*ACTIVITY*
Write out all of the entries below word for word.

(Stored items)
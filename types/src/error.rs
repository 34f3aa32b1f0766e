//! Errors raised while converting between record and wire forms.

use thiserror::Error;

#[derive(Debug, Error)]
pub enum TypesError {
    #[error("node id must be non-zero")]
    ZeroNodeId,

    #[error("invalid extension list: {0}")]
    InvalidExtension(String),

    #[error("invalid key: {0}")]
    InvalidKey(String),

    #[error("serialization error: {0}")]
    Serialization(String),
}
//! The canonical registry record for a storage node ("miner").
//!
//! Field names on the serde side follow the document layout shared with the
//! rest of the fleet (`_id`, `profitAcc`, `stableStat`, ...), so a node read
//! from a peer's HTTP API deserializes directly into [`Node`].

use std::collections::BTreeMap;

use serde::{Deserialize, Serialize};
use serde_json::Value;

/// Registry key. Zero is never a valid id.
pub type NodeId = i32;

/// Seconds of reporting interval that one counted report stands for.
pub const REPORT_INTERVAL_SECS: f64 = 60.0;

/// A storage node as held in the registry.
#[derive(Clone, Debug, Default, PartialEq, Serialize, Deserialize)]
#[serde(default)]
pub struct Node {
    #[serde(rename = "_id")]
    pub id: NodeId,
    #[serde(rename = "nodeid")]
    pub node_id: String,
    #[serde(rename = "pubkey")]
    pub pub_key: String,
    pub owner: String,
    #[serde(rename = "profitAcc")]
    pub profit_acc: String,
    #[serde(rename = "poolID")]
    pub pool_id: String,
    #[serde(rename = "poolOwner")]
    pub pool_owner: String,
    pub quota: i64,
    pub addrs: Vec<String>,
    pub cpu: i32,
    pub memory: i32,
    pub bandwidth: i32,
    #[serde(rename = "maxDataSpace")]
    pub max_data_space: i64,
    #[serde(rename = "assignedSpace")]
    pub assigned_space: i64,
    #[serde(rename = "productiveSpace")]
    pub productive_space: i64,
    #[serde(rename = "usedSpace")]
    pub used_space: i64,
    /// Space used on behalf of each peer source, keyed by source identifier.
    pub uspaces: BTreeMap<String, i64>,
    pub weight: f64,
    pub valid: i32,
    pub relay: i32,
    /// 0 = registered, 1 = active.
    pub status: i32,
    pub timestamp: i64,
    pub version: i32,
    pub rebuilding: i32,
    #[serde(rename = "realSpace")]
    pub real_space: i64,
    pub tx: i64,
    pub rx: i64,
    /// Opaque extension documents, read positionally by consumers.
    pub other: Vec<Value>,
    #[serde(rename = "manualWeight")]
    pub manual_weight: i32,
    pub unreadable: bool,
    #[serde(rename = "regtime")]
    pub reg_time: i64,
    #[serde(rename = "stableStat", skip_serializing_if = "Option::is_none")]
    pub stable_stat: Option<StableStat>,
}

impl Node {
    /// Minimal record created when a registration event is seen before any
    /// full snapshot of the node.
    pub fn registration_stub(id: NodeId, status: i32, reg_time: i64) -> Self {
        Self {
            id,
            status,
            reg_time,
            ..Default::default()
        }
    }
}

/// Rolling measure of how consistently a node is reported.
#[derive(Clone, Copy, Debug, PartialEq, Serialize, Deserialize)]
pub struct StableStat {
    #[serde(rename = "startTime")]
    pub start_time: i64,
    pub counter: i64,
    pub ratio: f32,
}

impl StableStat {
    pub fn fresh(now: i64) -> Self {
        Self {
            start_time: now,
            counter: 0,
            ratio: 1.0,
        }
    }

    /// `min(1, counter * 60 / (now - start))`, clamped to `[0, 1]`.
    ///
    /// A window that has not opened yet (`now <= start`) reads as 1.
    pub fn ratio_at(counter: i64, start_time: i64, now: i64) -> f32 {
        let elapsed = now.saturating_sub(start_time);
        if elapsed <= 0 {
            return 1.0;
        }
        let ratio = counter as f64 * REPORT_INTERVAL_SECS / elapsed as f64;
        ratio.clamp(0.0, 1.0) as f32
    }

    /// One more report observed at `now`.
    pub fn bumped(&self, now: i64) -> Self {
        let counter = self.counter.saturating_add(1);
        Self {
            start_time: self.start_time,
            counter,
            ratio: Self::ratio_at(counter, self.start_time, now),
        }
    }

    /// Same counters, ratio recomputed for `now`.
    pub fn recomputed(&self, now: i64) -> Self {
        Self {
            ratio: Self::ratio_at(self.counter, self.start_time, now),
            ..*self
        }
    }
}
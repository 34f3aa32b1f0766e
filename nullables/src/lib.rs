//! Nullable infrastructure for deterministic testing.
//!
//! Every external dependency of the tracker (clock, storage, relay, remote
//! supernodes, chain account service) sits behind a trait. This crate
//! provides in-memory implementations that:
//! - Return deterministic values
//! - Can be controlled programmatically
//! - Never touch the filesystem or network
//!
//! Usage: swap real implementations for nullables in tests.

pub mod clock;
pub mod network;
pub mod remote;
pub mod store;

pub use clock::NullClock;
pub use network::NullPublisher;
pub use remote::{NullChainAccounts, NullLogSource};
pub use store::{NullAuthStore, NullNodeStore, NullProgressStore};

*EXERCISE ANSWER*
filename types/src/error.rs
repository 34f3aa32b1f0766e
//! Errors raised while converting between record and wire forms.

use thiserror::Error;

#[derive(Debug, Error)]
pub enum TypesError {
    #[error("node id must be non-zero")]
    ZeroNodeId,

    #[error("invalid extension list: {0}")]
    InvalidExtension(String),

    #[error("invalid key: {0}")]
    InvalidKey(String),

    #[error("serialization error: {0}")]
    Serialization(String),
}
//! The canonical registry record for a storage node ("miner").
//!
//! Field names on the serde side follow the document layout shared with the
//! rest of the fleet (`_id`, `profitAcc`, `stableStat`, ...), so a node read
//! from a peer's HTTP API deserializes directly into [`Node`].

use std::collections::BTreeMap;

use serde::{Deserialize, Serialize};
use serde_json::Value;

/// Registry key. Zero is never a valid id.
pub type NodeId = i32;

/// Seconds of reporting interval that one counted report stands for.
pub const REPORT_INTERVAL_SECS: f64 = 60.0;

/// A storage node as held in the registry.
#[derive(Clone, Debug, Default, PartialEq, Serialize, Deserialize)]
#[serde(default)]
pub struct Node {
    #[serde(rename = "_id")]
    pub id: NodeId,
    #[serde(rename = "nodeid")]
    pub node_id: String,
    #[serde(rename = "pubkey")]
    pub pub_key: String,
    pub owner: String,
    #[serde(rename = "profitAcc")]
    pub profit_acc: String,
    #[serde(rename = "poolID")]
    pub pool_id: String,
    #[serde(rename = "poolOwner")]
    pub pool_owner: String,
    pub quota: i64,
    pub addrs: Vec<String>,
    pub cpu: i32,
    pub memory: i32,
    pub bandwidth: i32,
    #[serde(rename = "maxDataSpace")]
    pub max_data_space: i64,
    #[serde(rename = "assignedSpace")]
    pub assigned_space: i64,
    #[serde(rename = "productiveSpace")]
    pub productive_space: i64,
    #[serde(rename = "usedSpace")]
    pub used_space: i64,
    /// Space used on behalf of each peer source, keyed by source identifier.
    pub uspaces: BTreeMap<String, i64>,
    pub weight: f64,
    pub valid: i32,
    pub relay: i32,
    /// 0 = registered, 1 = active.
    pub status: i32,
    pub timestamp: i64,
    pub version: i32,
    pub rebuilding: i32,
    #[serde(rename = "realSpace")]
    pub real_space: i64,
    pub tx: i64,
    pub rx: i64,
    /// Opaque extension documents, read positionally by consumers.
    pub other: Vec<Value>,
    #[serde(rename = "manualWeight")]
    pub manual_weight: i32,
    pub unreadable: bool,
    #[serde(rename = "regtime")]
    pub reg_time: i64,
    #[serde(rename = "stableStat", skip_serializing_if = "Option::is_none")]
    pub stable_stat: Option<StableStat>,
}

impl Node {
    /// Minimal record created when a registration event is seen before any
    /// full snapshot of the node.
    pub fn registration_stub(id: NodeId, status: i32, reg_time: i64) -> Self {
        Self {
            id,
            status,
            reg_time,
            ..Default::default()
        }
    }
}

/// Rolling measure of how consistently a node is reported.
#[derive(Clone, Copy, Debug, PartialEq, Serialize, Deserialize)]
pub struct StableStat {
    #[serde(rename = "startTime")]
    pub start_time: i64,
    pub counter: i64,
    pub ratio: f32,
}

impl StableStat {
    pub fn fresh(now: i64) -> Self {
        Self {
            start_time: now,
            counter: 0,
            ratio: 1.0,
        }
    }

    /// `min(1, counter * 60 / (now - start))`, clamped to `[0, 1]`.
    ///
    /// A window that has not opened yet (`now <= start`) reads as 1.
    pub fn ratio_at(counter: i64, start_time: i64, now: i64) -> f32 {
        let elapsed = now.saturating_sub(start_time);
        if elapsed <= 0 {
            return 1.0;
        }
        let ratio = counter as f64 * REPORT_INTERVAL_SECS / elapsed as f64;
        ratio.clamp(0.0, 1.0) as f32
    }

    /// One more report observed at `now`.
    pub fn bumped(&self, now: i64) -> Self {
        let counter = self.counter.saturating_add(1);
        Self {
            start_time: self.start_time,
            counter,
            ratio: Self::ratio_at(counter, self.start_time, now),
        }
    }

    /// Same counters, ratio recomputed for `now`.
    pub fn recomputed(&self, now: i64) -> Self {
        Self {
            ratio: Self::ratio_at(self.counter, self.start_time, now),
            ..*self
        }
    }
}
repository 34f3aa32b1f0766e
filename nullables/src/lib.rs
//! Nullable infrastructure for deterministic testing.
//!
//! Every external dependency of the tracker (clock, storage, relay, remote
//! supernodes, chain account service) sits behind a trait. This crate
//! provides in-memory implementations that:
//! - Return deterministic values
//! - Can be controlled programmatically
//! - Never touch the filesystem or network
//!
//! Usage: swap real implementations for nullables in tests.

pub mod clock;
pub mod network;
pub mod remote;
pub mod store;

pub use clock::NullClock;
pub use network::NullPublisher;
pub use remote::{NullChainAccounts, NullLogSource};
pub use store::{NullAuthStore, NullNodeStore, NullProgressStore};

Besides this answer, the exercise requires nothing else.